On July 28, 1935 Germany hosted the German Grand Prix at the infamous and then 14.17 mile long Nürburgring in Nürburg, Germany. Under the Nazi flag, Germany was represented by Mercedes Benz and Auto Union with every expectation of taking the victory in cars that were much more powerful than their Italian rivals. Several Alfa Romeo Tipo B cars were brought to the Green Hell that day by Scuderia Ferrari who ran the Alfa Romeo racing teams in those days, one of which was driven by driven by Tazio Nuvolari.
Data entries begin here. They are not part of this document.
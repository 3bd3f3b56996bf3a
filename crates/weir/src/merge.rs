//! Fan-in: merge several result streams into one.

use crate::{
    completion::{Completion, CompletionGuard},
    sink::{self, ResultSink, ResultStream},
};
use futures::{Stream, StreamExt};

/// Forwards every value of every source into a single stream.
///
/// One forwarding task is spawned per source. The merged stream closes
/// exactly once, after every source has ended (or after the merged stream
/// itself was dropped and the forwarders gave up). With no sources the merged
/// stream is closed from the start.
///
/// Values of one source keep their relative order. Values of different
/// sources interleave in no particular order.
///
/// # Panics
///
/// Panics if called outside of a Tokio runtime.
pub fn merge<I, S>(sources: I, capacity: usize) -> ResultStream<S::Item>
where
    I: IntoIterator<Item = S>,
    S: Stream + Send + 'static,
    S::Item: Send + 'static,
{
    let sources: Vec<S> = sources.into_iter().collect();
    let (sink, stream) = sink::bounded(capacity);
    let completion = Completion::new(sources.len(), sink);

    #[cfg(feature = "tracing")]
    tracing::debug!("Merging {} streams", sources.len());

    for (source_id, source) in sources.into_iter().enumerate() {
        tokio::spawn(forward(
            source_id,
            source,
            completion.writer(),
            completion.guard(),
        ));
    }
    completion.mark_launched();

    stream
}

async fn forward<S>(
    _source_id: usize,
    source: S,
    sink: ResultSink<S::Item>,
    _guard: CompletionGuard<S::Item>,
) where
    S: Stream,
{
    let mut source = core::pin::pin!(source);

    while let Some(value) = source.next().await {
        if sink.send(value).await.is_err() {
            #[cfg(feature = "tracing")]
            tracing::debug!("Forwarder {_source_id} exiting, merged stream dropped");
            return;
        }
    }

    #[cfg(feature = "tracing")]
    tracing::trace!("Forwarder {_source_id} finished");
}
When the race started, Nuvolari managed to get a jump on the German competition but fell back some laps afterward. Determined and driving a car that was 50-100hp down from the leaders, he passed Auto Union and Mercedes cars and eventually made his way into first place through raw talent and skill. At one point in the race when teams were all due for pit stops, Nuvolari brought his leading Alfa in for fueling. A sudden failure in the refueling pump cost Tazio almost two minutes in the pits as his team had to empty five 20-liter cans of fuel by hand. That incident put the team back into sixth place and with little time left in the race was surely the end of Alfas chance at a victory. Again, Nuvolari set off and made his way through the field and back up to second behind the crowd favored Mercedes Benz and in front of Hitler and his Nazi cohorts.
In 1935, tire technology was still evolving and unfortunately between the fevered pace of the cars and the brutality of the Nürburgring circuit, both cars had worn their tires down beyond their limits. On the final lap of the 14 mile circuit, the leading Mercedes blew a tire which then allowed Tazio and the Tipo B to take the lead and finish the lap to win the 1935 German Grand Prix.
It was reported that the German crowd was silent when Nuvolari crossed the start/finish line in front of Adolf Hitler. The highest-ranking Nazi leaders were in attendance and Korpsführer Hühnlein who was expected to give the victory speech, ripped it up in a fit of rage. It probably didn’t help that Nuvolari had supplied a record of the Italian national anthem to be played during the award ceremony while the Italian flag was hoisted high in the air. Nuvolaris achievement on that day became known as “The Impossible Victory”.
This particular Alfa Romeo Tipo B (P3) changed hands several times, living with owners in England, New Zealand, and Japan before finally landing in the United States where it is shown here at the Monterey Historics at Laguna Seca in 2016.